To do –
In the records that follow, show each line where the word "attempt" is present.
────────────────
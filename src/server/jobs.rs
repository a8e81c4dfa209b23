//! In-memory registry of generation jobs.
//!
//! Jobs live only for the lifetime of the process: persistence of finished
//! sessions is the caller's responsibility. Each job carries a watch channel
//! so status streams see progress without polling.

use chrono::{DateTime, Utc};
use dashmap::DashMap;
use serde::Serialize;
use tokio::sync::watch;
use uuid::Uuid;

use crate::events::{GenerationEvent, Stage};
use crate::models::SessionDocument;

/// Lifecycle state of a generation job.
#[derive(Debug, Clone, Copy, PartialEq, Eq, Serialize)]
#[serde(rename_all = "lowercase")]
pub enum JobStatus {
    Queued,
    Running,
    Completed,
    Failed,
}

impl JobStatus {
    pub fn is_terminal(&self) -> bool {
        matches!(self, Self::Completed | Self::Failed)
    }
}

/// Progress snapshot pushed to status-stream subscribers.
#[derive(Debug, Clone, Serialize)]
pub struct JobProgress {
    pub job_id: Uuid,
    pub status: JobStatus,
    #[serde(skip_serializing_if = "Option::is_none")]
    pub stage: Option<Stage>,
    #[serde(skip_serializing_if = "Option::is_none")]
    pub agent: Option<String>,
    #[serde(skip_serializing_if = "Option::is_none")]
    pub message: Option<String>,
    #[serde(skip_serializing_if = "Option::is_none")]
    pub error: Option<String>,
}

impl JobProgress {
    fn queued(job_id: Uuid) -> Self {
        Self {
            job_id,
            status: JobStatus::Queued,
            stage: None,
            agent: None,
            message: None,
            error: None,
        }
    }
}

/// Point-in-time view of a job returned by the status endpoint.
#[derive(Debug, Clone, Serialize)]
pub struct JobStatusView {
    pub job_id: Uuid,
    pub status: JobStatus,
    pub created_at: DateTime<Utc>,
    #[serde(skip_serializing_if = "Option::is_none")]
    pub finished_at: Option<DateTime<Utc>>,
    #[serde(skip_serializing_if = "Option::is_none")]
    pub error: Option<String>,
}

struct JobEntry {
    status: JobStatus,
    created_at: DateTime<Utc>,
    finished_at: Option<DateTime<Utc>>,
    error: Option<String>,
    result: Option<SessionDocument>,
    sender: watch::Sender<JobProgress>,
}

/// Thread-safe, in-memory job registry.
#[derive(Default)]
pub struct JobRegistry {
    jobs: DashMap<Uuid, JobEntry>,
}

impl JobRegistry {
    pub fn new() -> Self {
        Self::default()
    }

    /// Register a new queued job and return its id.
    pub fn create(&self) -> Uuid {
        let job_id = Uuid::new_v4();
        let (sender, _) = watch::channel(JobProgress::queued(job_id));
        self.jobs.insert(
            job_id,
            JobEntry {
                status: JobStatus::Queued,
                created_at: Utc::now(),
                finished_at: None,
                error: None,
                result: None,
                sender,
            },
        );
        job_id
    }

    /// Mark a job as running.
    pub fn start(&self, job_id: Uuid) {
        if let Some(mut entry) = self.jobs.get_mut(&job_id) {
            entry.status = JobStatus::Running;
            entry.sender.send_modify(|progress| {
                progress.status = JobStatus::Running;
            });
        }
    }

    /// Fold a crew progress event into the job's streamed progress.
    pub fn apply_event(&self, job_id: Uuid, event: &GenerationEvent) {
        let Some(entry) = self.jobs.get(&job_id) else {
            return;
        };
        entry.sender.send_modify(|progress| match event {
            GenerationEvent::StageStarted { stage, agent, .. } => {
                progress.status = JobStatus::Running;
                progress.stage = Some(*stage);
                progress.agent = Some(agent.clone());
                progress.message = Some(format!("{stage} stage started"));
            }
            GenerationEvent::StageCompleted { stage, agent, .. } => {
                progress.stage = Some(*stage);
                progress.agent = Some(agent.clone());
                progress.message = Some(format!("{stage} stage completed"));
            }
            GenerationEvent::ValidationRejected {
                stage,
                attempt,
                error,
                ..
            } => {
                progress.stage = Some(*stage);
                progress.message = Some(format!(
                    "{stage} stage attempt {attempt} rejected: {error}"
                ));
            }
            // Terminal events are folded in by complete()/fail(), which also
            // attach the result or error.
            GenerationEvent::PipelineCompleted { .. }
            | GenerationEvent::PipelineFailed { .. } => {}
        });
    }

    /// Record a successful result and close out the job.
    pub fn complete(&self, job_id: Uuid, result: SessionDocument) {
        if let Some(mut entry) = self.jobs.get_mut(&job_id) {
            entry.status = JobStatus::Completed;
            entry.finished_at = Some(Utc::now());
            entry.result = Some(result);
            entry.sender.send_modify(|progress| {
                progress.status = JobStatus::Completed;
                progress.message = Some("session generated".to_string());
                progress.error = None;
            });
        }
    }

    /// Record a failure and close out the job.
    pub fn fail(&self, job_id: Uuid, error: String) {
        if let Some(mut entry) = self.jobs.get_mut(&job_id) {
            entry.status = JobStatus::Failed;
            entry.finished_at = Some(Utc::now());
            entry.error = Some(error.clone());
            entry.sender.send_modify(|progress| {
                progress.status = JobStatus::Failed;
                progress.error = Some(error.clone());
            });
        }
    }

    /// Status snapshot, or `None` for an unknown job.
    pub fn status(&self, job_id: Uuid) -> Option<JobStatusView> {
        self.jobs.get(&job_id).map(|entry| JobStatusView {
            job_id,
            status: entry.status,
            created_at: entry.created_at,
            finished_at: entry.finished_at,
            error: entry.error.clone(),
        })
    }

    /// Finished session for a job.
    ///
    /// `None` for an unknown job; `Some(None)` when the job exists but has
    /// not completed.
    pub fn result(&self, job_id: Uuid) -> Option<Option<SessionDocument>> {
        self.jobs
            .get(&job_id)
            .map(|entry| entry.result.clone())
    }

    /// Subscribe to a job's progress stream.
    pub fn subscribe(&self, job_id: Uuid) -> Option<watch::Receiver<JobProgress>> {
        self.jobs.get(&job_id).map(|entry| entry.sender.subscribe())
    }
}

#[cfg(test)]
mod tests {
    use super::*;

    #[test]
    fn test_job_lifecycle() {
        let registry = JobRegistry::new();
        let job_id = registry.create();
        assert_eq!(registry.status(job_id).unwrap().status, JobStatus::Queued);

        registry.start(job_id);
        registry.apply_event(job_id, &GenerationEvent::stage_started(Stage::Design));
        assert_eq!(registry.status(job_id).unwrap().status, JobStatus::Running);

        registry.fail(job_id, "model unavailable".to_string());
        let view = registry.status(job_id).unwrap();
        assert_eq!(view.status, JobStatus::Failed);
        assert_eq!(view.error.as_deref(), Some("model unavailable"));
        assert!(view.finished_at.is_some());
    }

    #[test]
    fn test_unknown_job_is_none() {
        let registry = JobRegistry::new();
        assert!(registry.status(Uuid::new_v4()).is_none());
        assert!(registry.result(Uuid::new_v4()).is_none());
        assert!(registry.subscribe(Uuid::new_v4()).is_none());
    }

    #[test]
    fn test_subscriber_sees_progress() {
        let registry = JobRegistry::new();
        let job_id = registry.create();
        let rx = registry.subscribe(job_id).unwrap();
        assert_eq!(rx.borrow().status, JobStatus::Queued);

        registry.apply_event(job_id, &GenerationEvent::stage_started(Stage::Content));
        let progress = rx.borrow();
        assert_eq!(progress.stage, Some(Stage::Content));
        assert_eq!(progress.agent.as_deref(), Some("content_creator"));
    }
}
────────────────
The completed task –
                attempt,
                    "{stage} stage attempt {attempt} rejected: {error}"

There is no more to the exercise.